Day 10 of the PrepCom

The Chair opened the final session of the first PrepCom for an Arms Trade Treaty by restating the clear need that the second PrepCom in February 2011 will have to discuss "specific matters". In the period leading up to February, he noted the importance of planned informal and academic meetings and consultations, such as the regional seminars planned by UNIDIR.

He reiterated his commitment to be "always aiming for transparency and all-inclusive participation". He then made an interesting pledge to present Chair's texts to the second prepcom on scope, criteria and parameters, in his words "to provoke a reaction"! Although such texts bind no State in any way, they may be influential in mapping out the type of treaty that is ultimately adopted and thus he faces a major challenge in ensuring that transparency is maintained as he develops his texts.

There then followed many statements by delegations, all praising the Chair for his work.

Belgium speaking on behalf of the EU, candidate countries, as well as Georgia, Ukraine and Moldova state the view that the document the Chair had presented on Day 9 as one that reflected the discussions "in a balanced way".

Pakistan again stated its view that transactions between two sovereign States should not be affected by the treaty.

Egypt agreed that small arms and light weapons as a category falls within the definition of conventional weapons but fell short of specifically endorsing their coverage by the ATT.

Iran said some of the suggestions made by delegations were “naive” and claimed that some of these sought to cover all situations “apart from natural disasters and global warming”.

Switerland restated the need for an effective ATT, and hoped that the major arms exporter would become party to it. It called for a national implementation framework that would be easy to implement for a State that did not yet have the appropriate infrastructure. It hoped thaat the treaty wwould contribute to the maintenance of regional peace, stability, and security. Taking into account the limited time available, it suggested that States should not be over-ambitious.

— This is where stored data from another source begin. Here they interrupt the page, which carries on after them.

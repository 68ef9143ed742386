//! `tivar` command-line tool.

use std::io::{self, IsTerminal};

use clap::{ColorChoice, Parser};
use tivar_cli::logging::{LogConfig, LogFormat, init_logging};
use tivar_cli::report::diagnostic_lines;
use tivar_format::VarError;
use tracing::level_filters::LevelFilter;

mod cli;
mod commands;

use crate::cli::{Cli, Command, LogFormatArg, LogLevelArg};
use crate::commands::{Session, run_decode, run_encode, run_extract, run_inspect, run_models};

fn main() {
    let cli = Cli::parse();
    cli.color.write_global();
    let log_config = log_config_from_cli(&cli);
    if let Err(error) = init_logging(&log_config) {
        eprintln!("error: failed to initialize logging: {error}");
        std::process::exit(1);
    }

    let result = Session::from_args(&cli.session).and_then(|session| match &cli.command {
        Command::Inspect(args) => run_inspect(&session, args),
        Command::Decode(args) => run_decode(&session, args),
        Command::Encode(args) => run_encode(&session, args),
        Command::Extract(args) => run_extract(&session, args),
        Command::Models => run_models(&session),
    });

    if let Err(error) = result {
        eprintln!("error: {error:#}");
        if let Some(VarError::Rejected(diagnostics)) = error.downcast_ref::<VarError>() {
            eprintln!("{}", diagnostic_lines(diagnostics));
        }
        std::process::exit(1);
    }
}

/// Build logging configuration from CLI flags with consistent precedence.
fn log_config_from_cli(cli: &Cli) -> LogConfig {
    let level_filter = match cli.log_level {
        Some(LogLevelArg::Error) => LevelFilter::ERROR,
        Some(LogLevelArg::Warn) => LevelFilter::WARN,
        Some(LogLevelArg::Info) => LevelFilter::INFO,
        Some(LogLevelArg::Debug) => LevelFilter::DEBUG,
        Some(LogLevelArg::Trace) => LevelFilter::TRACE,
        None => cli.verbosity.tracing_level_filter(),
    };
    let format = match cli.log_format {
        LogFormatArg::Pretty => LogFormat::Pretty,
        LogFormatArg::Compact => LogFormat::Compact,
        LogFormatArg::Json => LogFormat::Json,
    };
    let mut config = LogConfig::default()
        .with_level(level_filter)
        .with_format(format)
        .with_log_file(cli.log_file.clone());
    config.use_env_filter = !(cli.verbosity.is_present() || cli.log_level.is_some());
    config.with_ansi = match cli.color.color {
        ColorChoice::Always => true,
        ColorChoice::Never => false,
        ColorChoice::Auto => cli.log_file.is_none() && io::stderr().is_terminal(),
    };
    config
}
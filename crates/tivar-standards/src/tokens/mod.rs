//! Token tables.
//!
//! A token table is the closed vocabulary of one calculator generation: a
//! bidirectional mapping between one- or two-byte token codes and the
//! display substrings they stand for. Two-byte tokens start with a prefix
//! byte that selects a secondary page of the vocabulary.

mod loader;

use std::collections::HashMap;
use std::sync::OnceLock;

pub use loader::{load_table_from_path, load_table_from_str};

use crate::embedded;
use crate::models::{Model, TokenSet};

/// Bidirectional token vocabulary.
#[derive(Debug, Clone, Default, PartialEq, Eq)]
pub struct TokenTable {
    single: HashMap<u8, String>,
    double: HashMap<[u8; 2], String>,
    inverse: HashMap<String, Vec<u8>>,
    max_display_chars: usize,
}

impl TokenTable {
    /// Create an empty table.
    #[must_use]
    pub fn new() -> Self {
        Self::default()
    }

    /// Add a token.
    ///
    /// Byte sequences longer than two bytes are ignored. Re-inserting a code
    /// replaces its display string; when two codes share a display string the
    /// first one inserted stays the encoding target.
    pub fn insert(&mut self, bytes: &[u8], display: impl Into<String>) {
        let display = display.into();
        match *bytes {
            [byte] => {
                self.single.insert(byte, display.clone());
            }
            [prefix, page] => {
                self.double.insert([prefix, page], display.clone());
            }
            _ => return,
        }
        self.max_display_chars = self.max_display_chars.max(display.chars().count());
        self.inverse.entry(display).or_insert_with(|| bytes.to_vec());
    }

    /// Builder-style [`TokenTable::insert`].
    #[must_use]
    pub fn with(mut self, bytes: &[u8], display: impl Into<String>) -> Self {
        self.insert(bytes, display);
        self
    }

    /// Layer another table on top of this one.
    ///
    /// Codes from `other` override codes already present; display strings
    /// already present keep their original encoding.
    pub fn merge(&mut self, other: &TokenTable) {
        for (byte, display) in sorted(&other.single, |b| vec![*b]) {
            self.insert(&[*byte], display.clone());
        }
        for (code, display) in sorted(&other.double, |c| c.to_vec()) {
            self.insert(code, display.clone());
        }
    }

    /// Display string of a one-byte token.
    #[must_use]
    pub fn single(&self, byte: u8) -> Option<&str> {
        self.single.get(&byte).map(String::as_str)
    }

    /// Display string of a two-byte token.
    #[must_use]
    pub fn double(&self, prefix: u8, page: u8) -> Option<&str> {
        self.double.get(&[prefix, page]).map(String::as_str)
    }

    /// Token bytes for an exact display string.
    #[must_use]
    pub fn encode_display(&self, display: &str) -> Option<&[u8]> {
        self.inverse.get(display).map(Vec::as_slice)
    }

    /// Length in characters of the longest display string.
    #[must_use]
    pub fn max_display_chars(&self) -> usize {
        self.max_display_chars
    }

    /// Number of tokens.
    #[must_use]
    pub fn len(&self) -> usize {
        self.single.len() + self.double.len()
    }

    /// Whether the table has no tokens.
    #[must_use]
    pub fn is_empty(&self) -> bool {
        self.len() == 0
    }

    /// All display strings, in no particular order.
    pub fn displays(&self) -> impl Iterator<Item = &str> {
        self.inverse.keys().map(String::as_str)
    }
}

/// Iterate a map in key order so merges are deterministic.
fn sorted<K, V>(map: &HashMap<K, V>, key: impl Fn(&K) -> Vec<u8>) -> Vec<(&K, &V)> {
    let mut entries: Vec<_> = map.iter().collect();
    entries.sort_by_key(|(k, _)| key(k));
    entries
}

/// A source of token tables, keyed by model.
pub trait TokenSource {
    /// Token table for a model, if one is known.
    fn table_for(&self, model: &Model) -> Option<&TokenTable>;
}

/// Token tables compiled into this crate.
///
/// Each table layers the embedded CSV files of its generation:
///
/// | Token set | Layers                       |
/// |-----------|------------------------------|
/// | TI-82     | core                         |
/// | TI-83     | core, ti84                   |
/// | CSE       | core, ti84, color            |
/// | CE        | core, ti84, color, ce        |
#[derive(Debug, Clone, Copy, Default)]
pub struct BuiltinTokens;

impl BuiltinTokens {
    /// Table for a token set.
    #[must_use]
    pub fn table(self, set: TokenSet) -> &'static TokenTable {
        let tables = BUILTIN_TABLES.get_or_init(build_builtin_tables);
        &tables[TokenSet::ALL
            .iter()
            .position(|s| *s == set)
            .unwrap_or_default()]
    }
}

impl TokenSource for BuiltinTokens {
    fn table_for(&self, model: &Model) -> Option<&TokenTable> {
        Some(self.table(model.token_set))
    }
}

/// A single table used for every model.
impl TokenSource for TokenTable {
    fn table_for(&self, _model: &Model) -> Option<&TokenTable> {
        Some(self)
    }
}

static BUILTIN_TABLES: OnceLock<Vec<TokenTable>> = OnceLock::new();

fn build_builtin_tables() -> Vec<TokenTable> {
    TokenSet::ALL
        .iter()
        .map(|set| {
            let mut table = TokenTable::new();
            for (name, content) in embedded::token_layers(*set) {
                // Embedded data is checked by the crate's tests.
                match load_table_from_str(content, name) {
                    Ok(layer) => table.merge(&layer),
                    Err(error) => tracing::error!(%error, "embedded token layer rejected"),
                }
            }
            table
        })
        .collect()
}

#[cfg(test)]
mod tests {
    use super::*;

    #[test]
    fn test_insert_and_lookup() {
        let table = TokenTable::new()
            .with(&[0x41], "A")
            .with(&[0xBB, 0xB0], "a")
            .with(&[0xDE], "Disp ");

        assert_eq!(table.single(0x41), Some("A"));
        assert_eq!(table.double(0xBB, 0xB0), Some("a"));
        assert_eq!(table.encode_display("Disp "), Some(&[0xDE][..]));
        assert_eq!(table.max_display_chars(), 5);
        assert_eq!(table.len(), 3);
    }

    #[test]
    fn test_first_display_wins() {
        let table = TokenTable::new()
            .with(&[0x5E, 0x80], "u")
            .with(&[0xBB, 0xC5], "u");

        assert_eq!(table.encode_display("u"), Some(&[0x5E, 0x80][..]));
        assert_eq!(table.double(0xBB, 0xC5), Some("u"));
    }

    #[test]
    fn test_merge_overrides_codes() {
        let mut base = TokenTable::new().with(&[0x41], "A").with(&[0x42], "B");
        let overlay = TokenTable::new().with(&[0x42], "b").with(&[0xEF, 0x97], "toString(");
        base.merge(&overlay);

        assert_eq!(base.single(0x42), Some("b"));
        assert_eq!(base.double(0xEF, 0x97), Some("toString("));
        assert_eq!(base.encode_display("B"), Some(&[0x42][..]));
    }

    #[test]
    fn test_builtin_tables_grow() {
        let ti82 = BuiltinTokens.table(TokenSet::Ti82);
        let ti83 = BuiltinTokens.table(TokenSet::Ti83);
        let ce = BuiltinTokens.table(TokenSet::Ce);

        assert!(!ti82.is_empty());
        assert!(ti83.len() > ti82.len());
        assert!(ce.len() > ti83.len());
        assert_eq!(ce.single(0xDE), Some("Disp "));
        assert_eq!(ce.double(0xEF, 0x97), Some("toString("));
        assert_eq!(ti82.double(0xEF, 0x97), None);
    }
}
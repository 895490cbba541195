use super::{CourseStore, PendingLesson, ResearchedLesson};
use crate::course::{CourseOutline, LessonDraft, LessonRow};
use crate::graph_store::Neo4jGraph;
use async_trait::async_trait;
use neo4rs::query;
use serde::Deserialize;
use std::fmt::Write;

const PENDING_RESEARCH: &str = r#"
MATCH (c:Course)-[:HAS_MODULE]->(m:Module)-[:HAS_LESSON]->(l:Lesson)
WHERE c.title CONTAINS $course_title
  AND (l.research_notes IS NULL OR l.research_notes = "")
RETURN l.title AS title, c.title AS course_title
ORDER BY m.order_index, l.order_index
"#;

const SAVE_RESEARCH: &str = r#"
MATCH (l:Lesson {title: $title})
SET l.research_notes = $notes, l.source = $source
RETURN count(l) AS updated
"#;

const PENDING_CONTENT: &str = r#"
MATCH (c:Course)-[:HAS_MODULE]->(m:Module)-[:HAS_LESSON]->(l:Lesson)
WHERE c.title CONTAINS $course_title
  AND l.research_notes IS NOT NULL AND l.research_notes <> ""
  AND (l.content_text IS NULL OR l.content_text = "")
RETURN l.title AS title, l.research_notes AS notes
ORDER BY m.order_index, l.order_index
"#;

const SAVE_CONTENT: &str = r#"
MATCH (l:Lesson {title: $title})
SET l.content_text = $text,
    l.video_script = $script,
    l.quiz_json = $quiz,
    l.status = 'complete'
RETURN count(l) AS updated
"#;

const LIST_COURSES: &str = "MATCH (c:Course) RETURN c.title AS title ORDER BY title";

const COURSE_ROWS: &str = r#"
MATCH (c:Course)-[:HAS_MODULE]->(m:Module)-[:HAS_LESSON]->(l:Lesson)
WHERE c.title CONTAINS $title
RETURN m.title AS module_title,
       m.order_index AS module_index,
       l.title AS lesson_title,
       l.order_index AS lesson_index,
       l.content_text AS text,
       l.video_script AS script,
       l.quiz_json AS quiz_json,
       l.completed AS completed,
       l.status AS status
ORDER BY module_index, lesson_index
"#;

const MARK_COMPLETED: &str = r#"
MATCH (l:Lesson {title: $title})
SET l.completed = true
RETURN count(l) AS updated
"#;

#[derive(Deserialize)]
struct Updated {
    updated: i64,
}

#[derive(Deserialize)]
struct TitleRow {
    title: String,
}

/// A deterministic, parameterised upsert script for one course outline.
///
/// Titles travel as parameters; only validated positional indices are
/// written into the script text.
#[derive(Debug, Clone, PartialEq)]
pub struct UpsertScript {
    pub cypher: String,
    pub params: Vec<(String, String)>,
}

impl UpsertScript {
    /// Builds the script. Modules are merged under the course by position and
    /// lessons under their module by position; titles and the initial
    /// `pending` status are only set when a node is first created.
    pub fn for_outline(course_title: &str, outline: &CourseOutline) -> Self {
        let mut cypher = String::from("MERGE (c:Course {title: $course_title})\n");
        let mut params = vec![("course_title".to_string(), course_title.to_string())];

        for (m_idx, module) in outline.modules.iter().enumerate() {
            let m = m_idx + 1;
            let _ = writeln!(
                cypher,
                "MERGE (c)-[:HAS_MODULE]->(m{m}:Module {{order_index: {m}}})\n\
                 ON CREATE SET m{m}.title = $m{m}_title"
            );
            params.push((format!("m{m}_title"), module.title.trim().to_string()));
        }

        for m in 2..=outline.modules.len() {
            let _ = writeln!(cypher, "MERGE (m{})-[:NEXT_MODULE]->(m{})", m - 1, m);
        }

        for (m_idx, module) in outline.modules.iter().enumerate() {
            let m = m_idx + 1;
            if let Some(r) = module.requires {
                let _ = writeln!(cypher, "MERGE (m{m})-[:REQUIRES]->(m{r})");
            }
            for (l_idx, lesson) in module.lessons.iter().enumerate() {
                let l = l_idx + 1;
                let var = format!("m{m}l{l}");
                let _ = writeln!(
                    cypher,
                    "MERGE (m{m})-[:HAS_LESSON]->({var}:Lesson {{order_index: {l}}})\n\
                     ON CREATE SET {var}.title = ${var}_title, {var}.status = 'pending', {var}.completed = false"
                );
                params.push((format!("{var}_title"), lesson.title.trim().to_string()));
                if l > 1 {
                    let _ = writeln!(cypher, "MERGE (m{m}l{})-[:NEXT_LESSON]->({var})", l - 1);
                }
            }
        }

        Self { cypher, params }
    }

    fn into_query(self) -> neo4rs::Query {
        self.params
            .into_iter()
            .fold(query(&self.cypher), |q, (key, value)| q.param(&key, value))
    }
}

/// `CourseStore` backed by Neo4j.
#[derive(Clone)]
pub struct Neo4jCourseStore {
    graph: Neo4jGraph,
}

impl Neo4jCourseStore {
    pub fn new(graph: Neo4jGraph) -> Self {
        Self { graph }
    }

    async fn updated(&self, q: neo4rs::Query) -> Option<usize> {
        let rows: Vec<Updated> = self.graph.execute(q).await?;
        Some(rows.first().map(|r| r.updated.max(0) as usize).unwrap_or(0))
    }
}

#[async_trait]
impl CourseStore for Neo4jCourseStore {
    async fn upsert_outline(&self, course_title: &str, outline: &CourseOutline) -> Option<()> {
        self.graph
            .run(UpsertScript::for_outline(course_title, outline).into_query())
            .await
    }

    async fn run_script(&self, script: &str) -> Option<()> {
        self.graph.run_script(script).await
    }

    async fn lessons_pending_research(&self, course_title: &str) -> Option<Vec<PendingLesson>> {
        self.graph
            .execute(query(PENDING_RESEARCH).param("course_title", course_title))
            .await
    }

    async fn save_research(&self, lesson_title: &str, notes: &str, source: &str) -> Option<usize> {
        self.updated(
            query(SAVE_RESEARCH)
                .param("title", lesson_title)
                .param("notes", notes)
                .param("source", source),
        )
        .await
    }

    async fn lessons_pending_content(
        &self,
        course_title: &str,
    ) -> Option<Vec<ResearchedLesson>> {
        self.graph
            .execute(query(PENDING_CONTENT).param("course_title", course_title))
            .await
    }

    async fn save_content(&self, lesson_title: &str, draft: &LessonDraft) -> Option<usize> {
        self.updated(
            query(SAVE_CONTENT)
                .param("title", lesson_title)
                .param("text", draft.text.as_str())
                .param("script", draft.script.as_str())
                .param("quiz", draft.quiz_json()),
        )
        .await
    }

    async fn list_course_titles(&self) -> Option<Vec<String>> {
        let rows: Vec<TitleRow> = self.graph.execute(query(LIST_COURSES)).await?;
        Some(rows.into_iter().map(|r| r.title).collect())
    }

    async fn fetch_course_rows(&self, title_substring: &str) -> Option<Vec<LessonRow>> {
        self.graph
            .execute(query(COURSE_ROWS).param("title", title_substring))
            .await
    }

    async fn mark_lesson_completed(&self, lesson_title: &str) -> Option<usize> {
        self.updated(query(MARK_COMPLETED).param("title", lesson_title))
            .await
    }
}

#[cfg(test)]
mod tests {
    use super::*;
    use crate::course::{LessonOutline, ModuleOutline};

    fn outline() -> CourseOutline {
        CourseOutline {
            modules: (1..=3)
                .map(|m| ModuleOutline {
                    title: format!("Module {}", m),
                    requires: if m == 3 { Some(1) } else { None },
                    lessons: (1..=3)
                        .map(|l| LessonOutline {
                            title: format!("Lesson {}.{}", m, l),
                        })
                        .collect(),
                })
                .collect(),
        }
    }

    #[test]
    fn test_script_merges_course_modules_and_lessons_by_position() {
        let script = UpsertScript::for_outline("Thermodynamics", &outline());

        assert!(script.cypher.starts_with("MERGE (c:Course {title: $course_title})"));
        assert!(script
            .cypher
            .contains("MERGE (c)-[:HAS_MODULE]->(m2:Module {order_index: 2})"));
        assert!(script
            .cypher
            .contains("MERGE (m3)-[:HAS_LESSON]->(m3l3:Lesson {order_index: 3})"));
        assert!(script.cypher.contains("m1l1.status = 'pending', m1l1.completed = false"));
        assert_eq!(script.cypher.matches(":Lesson {order_index").count(), 9);
        assert_eq!(script.cypher.matches(":Module {order_index").count(), 3);
    }

    #[test]
    fn test_script_chains_are_linear() {
        let script = UpsertScript::for_outline("Thermodynamics", &outline());

        assert!(script.cypher.contains("MERGE (m1)-[:NEXT_MODULE]->(m2)"));
        assert!(script.cypher.contains("MERGE (m2)-[:NEXT_MODULE]->(m3)"));
        assert_eq!(script.cypher.matches("NEXT_MODULE").count(), 2);
        assert!(script.cypher.contains("MERGE (m2l1)-[:NEXT_LESSON]->(m2l2)"));
        assert_eq!(script.cypher.matches("NEXT_LESSON").count(), 6);
        assert!(script.cypher.contains("MERGE (m3)-[:REQUIRES]->(m1)"));
    }

    #[test]
    fn test_script_passes_titles_as_parameters() {
        let mut outline = outline();
        outline.modules[0].lessons[0].title = "Heat\"}) DETACH DELETE (x".to_string();
        let script = UpsertScript::for_outline("Thermo", &outline);

        assert!(!script.cypher.contains("DETACH DELETE"));
        assert_eq!(script.params.len(), 1 + 3 + 9);
        assert!(script
            .params
            .contains(&("m1l1_title".to_string(), "Heat\"}) DETACH DELETE (x".to_string())));
        assert!(script
            .params
            .contains(&("course_title".to_string(), "Thermo".to_string())));
    }
}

Japan noted the importance of international cooperation and assistance, suggesting that capacity-building was one of the most important elements in treaty, to help States that need such assistance to implement the treaty, in particular by establishing a national licensing system. It hoped there would be a timeframe laid down for national implementation by the treaty.

Mexico again stressed the importance of including SALW, referring to it as a "moral obligation" on States.

Pakistan took the floor again to stress the need for consensus in adopting the treaty and the obligation not to erode State sovereignty.

Egypt noted that the facilitator's work has been a brainstorming exercise and that not too much should be read into the reports.